### Entries shown ###
//! Draw detection logic for tic-tac-toe.

use super::super::{Board, Square};
use super::win::check_winner;
use tracing::instrument;

/// Checks if the board is full (all squares occupied).
#[instrument(skip(board))]
pub fn is_full(board: &Board) -> bool {
    board.squares().iter().all(|s| *s != Square::Empty)
}

/// A full board with no completed line.
#[instrument(skip(board))]
pub fn is_draw(board: &Board) -> bool {
    is_full(board) && check_winner(board).is_none()
}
###
● **Exercise instructions**: Write the material out again word for word.

● **Exercise response**:
//! Draw detection logic for tic-tac-toe.

use super::super::{Board, Square};
use super::win::check_winner;
use tracing::instrument;

/// Checks if the board is full (all squares occupied).
#[instrument(skip(board))]
pub fn is_full(board: &Board) -> bool {
    board.squares().iter().all(|s| *s != Square::Empty)
}

/// A full board with no completed line.
#[instrument(skip(board))]
pub fn is_draw(board: &Board) -> bool {
    is_full(board) && check_winner(board).is_none()
}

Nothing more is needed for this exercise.